1960 yılında Vartolu Zazalar sanıyorum NEWE (Yeni) adında bir sayı, dergi çıkardılar. 1965 yılında Yılmaz Güney’in de içinde bulunduğu Siverekli öğrenciler „Kormışkan“ adında bir dergi çıkardılar. Kaç sayı çıkarıldığını tam bilemiyorum. Bir Başka dilbilimci T. L. Todd, 1985 yılında, “A Grammar of Dimili (Also known as Zaza)” Zazaca Gramer kitabını çıkardı.
Zazaca ayrı bir dildir ve Zazalar ayrı bir halktır diyen ilk Zaza aydını, rahmetli Ebu Bekir Pamukçu, 1985 yılında Zaza dili, kültürü Ayre (Are, Değirmen dergisini İsveç’te çıkarmaya başladı. 2 yıllık bir sürede 14 sayıya ulaşan dergi, Zaza kimliğini ve varlığını tanıtmaya başladı.
Anadilini ve kimliğini seven geniş bir çevre bu dergiyi sahiplendi.

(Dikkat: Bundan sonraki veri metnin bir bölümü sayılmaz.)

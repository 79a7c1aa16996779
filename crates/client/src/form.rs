//! The add/edit form and its local checks.
//!
//! These checks only spare a round trip for obvious mistakes; the server
//! validates everything again.

use chrono::NaiveDate;
use donations_core::donation::{Donation, DonationType};
use donations_core::types::DbId;
use serde::Serialize;

use crate::error::ClientError;

/// Whether the form creates a record or replaces an existing one.
#[derive(Debug, Clone, Copy, PartialEq, Eq, Default)]
pub enum FormMode {
    #[default]
    New,
    Editing(DbId),
}

/// Raw form fields as the user typed them.
#[derive(Debug, Clone, PartialEq)]
pub struct DonationForm {
    pub donor_name: String,
    pub donation_type: DonationType,
    /// Kept as text so a half-typed number can be edited.
    pub amount: String,
    /// `YYYY-MM-DD`.
    pub donated_at: String,
}

/// Body sent to `POST`/`PUT /api/donations`.
#[derive(Debug, Clone, PartialEq, Serialize)]
pub struct DonationPayload {
    pub donor_name: String,
    pub donation_type: DonationType,
    pub amount: f64,
    pub donated_at: String,
}

impl DonationForm {
    /// Empty form defaulting to a money donation made `today`.
    pub fn blank(today: NaiveDate) -> Self {
        Self {
            donor_name: String::new(),
            donation_type: DonationType::Money,
            amount: String::new(),
            donated_at: format_date(today),
        }
    }

    /// Prefill from a stored record for editing.
    pub fn from_record(donation: &Donation) -> Self {
        Self {
            donor_name: donation.donor_name.clone(),
            donation_type: donation.donation_type,
            amount: donation.amount.to_string(),
            donated_at: format_date(donation.donated_at.date_naive()),
        }
    }

    /// Run the local checks and build the request body.
    pub fn to_payload(&self) -> Result<DonationPayload, ClientError> {
        let donor_name = self.donor_name.trim();
        if donor_name.is_empty() {
            return Err(ClientError::Invalid("Donor name is required".into()));
        }

        let amount = self
            .amount
            .trim()
            .parse::<f64>()
            .ok()
            .filter(|a| a.is_finite() && *a >= 0.0)
            .ok_or_else(|| ClientError::Invalid("Amount must be a number ≥ 0".into()))?;

        Ok(DonationPayload {
            donor_name: donor_name.to_string(),
            donation_type: self.donation_type,
            amount,
            donated_at: self.donated_at.clone(),
        })
    }
}

pub(crate) fn format_date(date: NaiveDate) -> String {
    date.format("%Y-%m-%d").to_string()
}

Bu sahiplenme ve gelişmeyle birlikte daha iyi, araştırmaya dayalı, kaliteli ve ebat olarak dahada büyük bir dergi düşünüldü. Bu düşünceyle Zazaca’yı ve Zaza kimliğini; Zaza halkına ve diğer kamouyuna anlatmak için yine rahmetli Ebu Bekir Pamukçu’nun büyük emeğiyle Piya (Birlikte) dergisi İşveçte 1988 yılında ağırlıkta Zazaca, Türkçe ve İngilizce olarak çıkarıldı. 1991 Ocak ayına kadar 14 sayı çıktı. Rahmetli Ebu Bekir Pamukçu ağır hastalanmıştı ve 18.07. 1991 yılında aramızdan ayrıldı. Ruhu şad olsun. E. Bekir Pamukçu’nun ölümünden sonra „Piya“ dergisinin son 15-16. sayısı arkadaş ve dostları tarafından Mart 1992 de çıkarıldı. Rahmetli Ebu Bekir Pamukçu anadıli Zazaca’ya ve Zaza halkına yaptığı bu değerli hizmet, anadilini seven her Zaza tarafından asla unutulmayacaktır.
Piya dergisinin çıkmasıyla birlikte Zazaca, Zaza kökenli ve bir çok yabancı tarafından araştırma alanı oldu. Yine çok önemli bir nokta: Zazaca konuşan güneyli ile kuzeyli insanlarımız, bu derginin sayesinde aynı dili konuştuklarını ve aynı halkın insanları olduklarını fark ettiler. Gün geçtikçe Zazaca’ya ve Zaza kimliğine olan ilgi yükseldi.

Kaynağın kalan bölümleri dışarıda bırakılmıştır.